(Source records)
========

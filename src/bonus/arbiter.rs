//! Surprise-trigger arbitration: pity timer plus fairness correction.
//!
//! Whether a bonus round fires between questions is never a bare coin
//! flip. The probability starts at a floor, grows with every question
//! that passes without a trigger (the pity timer), and is corrected by
//! how the two teams' trigger counts compare, so one team cannot keep
//! soaking up all the surprises. A cooldown keeps rounds from firing
//! back to back, and a wide enough trigger-count gap overrides the roll
//! entirely in either direction.
//!
//! The caller supplies the drawn probability sample, which keeps every
//! decision replayable and directly testable.

use serde::{Deserialize, Serialize};

use crate::core::{TeamId, TeamMap};

/// Tuning knobs for [`BonusArbiter`].
#[derive(Clone, Copy, Debug, PartialEq, Serialize, Deserialize)]
pub struct BonusConfig {
    /// Trigger probability floor at the start of a dry spell.
    pub base_probability: f64,
    /// Added per question elapsed without a trigger.
    pub pity_increment: f64,
    /// Lower clamp for the rolled probability.
    pub min_probability: f64,
    /// Upper clamp for the rolled probability.
    pub max_probability: f64,
    /// Questions after a trigger during which nothing fires.
    pub cooldown_questions: u32,
    /// Trigger-count gap that overrides the roll entirely.
    pub fairness_gap: u32,
    /// Probability shift per point of trigger-count gap.
    pub fairness_step: f64,
}

impl Default for BonusConfig {
    fn default() -> Self {
        Self {
            base_probability: 0.30,
            pity_increment: 0.12,
            min_probability: 0.10,
            max_probability: 0.85,
            cooldown_questions: 1,
            fairness_gap: 2,
            fairness_step: 0.15,
        }
    }
}

impl BonusConfig {
    /// Create the default tuning.
    #[must_use]
    pub fn new() -> Self {
        Self::default()
    }

    /// Set the probability floor.
    #[must_use]
    pub fn with_base_probability(mut self, p: f64) -> Self {
        assert!((0.0..=1.0).contains(&p), "probability must be in [0, 1]");
        self.base_probability = p;
        self
    }

    /// Set the per-question pity increment.
    #[must_use]
    pub fn with_pity_increment(mut self, p: f64) -> Self {
        assert!((0.0..=1.0).contains(&p), "increment must be in [0, 1]");
        self.pity_increment = p;
        self
    }

    /// Set the probability clamp range.
    #[must_use]
    pub fn with_probability_range(mut self, min: f64, max: f64) -> Self {
        assert!(
            0.0 <= min && min <= max && max <= 1.0,
            "clamp range must satisfy 0 <= min <= max <= 1"
        );
        self.min_probability = min;
        self.max_probability = max;
        self
    }

    /// Set the post-trigger cooldown window.
    #[must_use]
    pub fn with_cooldown(mut self, questions: u32) -> Self {
        self.cooldown_questions = questions;
        self
    }

    /// Set the trigger-count gap that forces the outcome.
    #[must_use]
    pub fn with_fairness_gap(mut self, gap: u32) -> Self {
        assert!(gap > 0, "fairness gap must be at least 1");
        self.fairness_gap = gap;
        self
    }

    /// Set the probability shift per point of gap.
    #[must_use]
    pub fn with_fairness_step(mut self, step: f64) -> Self {
        assert!((0.0..=1.0).contains(&step), "step must be in [0, 1]");
        self.fairness_step = step;
        self
    }
}

/// Rolling record of surprise triggers across a session.
#[derive(Clone, Debug, Default, PartialEq, Eq, Serialize, Deserialize)]
pub struct SurpriseTracker {
    /// Question index of the most recent trigger.
    pub last_triggered: Option<u32>,
    /// Triggers awarded to each team so far.
    pub trigger_counts: TeamMap<u32>,
}

impl SurpriseTracker {
    /// Fresh tracker with no triggers.
    #[must_use]
    pub fn new() -> Self {
        Self::default()
    }

    /// Total triggers this session.
    #[must_use]
    pub fn total_triggers(&self) -> u32 {
        self.trigger_counts[TeamId::A] + self.trigger_counts[TeamId::B]
    }

    /// Record a trigger for `team` after `question_index`.
    pub fn record_trigger(&mut self, question_index: u32, team: TeamId) {
        self.last_triggered = Some(question_index);
        self.trigger_counts[team] += 1;
    }

    /// Questions fully elapsed without a trigger, as seen right after
    /// `question_index` resolved.
    #[must_use]
    fn dry_spell(&self, question_index: u32) -> u32 {
        match self.last_triggered {
            Some(last) => question_index.saturating_sub(last).saturating_sub(1),
            None => question_index.saturating_sub(1),
        }
    }
}

/// One arbitration result.
#[derive(Clone, Debug, PartialEq)]
pub struct BonusDecision {
    /// Whether a bonus round fires now.
    pub fires: bool,
    /// The probability the draw was compared against: 0 for a forced or
    /// cooled-down suppression, 1 for a forced trigger.
    pub probability_used: f64,
    /// Tracker state after this decision.
    pub tracker: SurpriseTracker,
}

/// Decides whether a surprise bonus round fires after a question.
#[derive(Clone, Debug, Default)]
pub struct BonusArbiter {
    config: BonusConfig,
}

impl BonusArbiter {
    /// Arbiter with the given tuning.
    #[must_use]
    pub fn new(config: BonusConfig) -> Self {
        Self { config }
    }

    /// The active tuning.
    #[must_use]
    pub fn config(&self) -> &BonusConfig {
        &self.config
    }

    /// Arbitrate right after `question_index` resolved.
    ///
    /// `acting_team` is the team that answered that question; a trigger
    /// awards the bonus choice to it. `draw` is a probability sample in
    /// [0, 1) taken from the session RNG.
    ///
    /// Order of precedence: cooldown suppression, trigger-count gap
    /// override, then the pity-and-fairness adjusted roll.
    #[must_use]
    pub fn evaluate(
        &self,
        tracker: &SurpriseTracker,
        question_index: u32,
        acting_team: TeamId,
        draw: f64,
    ) -> BonusDecision {
        let cfg = &self.config;

        if let Some(last) = tracker.last_triggered {
            if question_index.saturating_sub(last) <= cfg.cooldown_questions {
                return BonusDecision {
                    fires: false,
                    probability_used: 0.0,
                    tracker: tracker.clone(),
                };
            }
        }

        // Positive gap: the acting team is behind on triggers.
        let acting_count = tracker.trigger_counts[acting_team];
        let other_count = tracker.trigger_counts[acting_team.opponent()];
        let gap = i64::from(other_count) - i64::from(acting_count);

        if gap >= i64::from(cfg.fairness_gap) {
            return self.decide(tracker, question_index, acting_team, true, 1.0);
        }
        if -gap >= i64::from(cfg.fairness_gap) {
            return BonusDecision {
                fires: false,
                probability_used: 0.0,
                tracker: tracker.clone(),
            };
        }

        let pity = cfg.base_probability
            + cfg.pity_increment * f64::from(tracker.dry_spell(question_index));
        let corrected = pity + cfg.fairness_step * gap as f64;
        let probability = corrected.clamp(cfg.min_probability, cfg.max_probability);

        self.decide(tracker, question_index, acting_team, draw < probability, probability)
    }

    fn decide(
        &self,
        tracker: &SurpriseTracker,
        question_index: u32,
        acting_team: TeamId,
        fires: bool,
        probability_used: f64,
    ) -> BonusDecision {
        let mut next = tracker.clone();
        if fires {
            next.record_trigger(question_index, acting_team);
        }
        BonusDecision { fires, probability_used, tracker: next }
    }
}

========

ASSIGNMENT:
Copy out the lines above exactly, beginning at the one that contains "is corrected by" and ending at the one that contains "gap overrides the roll".

SOLUTION TO THIS PROBLEM:
//! that passes without a trigger (the pity timer), and is corrected by
//! how the two teams' trigger counts compare, so one team cannot keep
//! soaking up all the surprises. A cooldown keeps rounds from firing
//! back to back, and a wide enough trigger-count gap overrides the roll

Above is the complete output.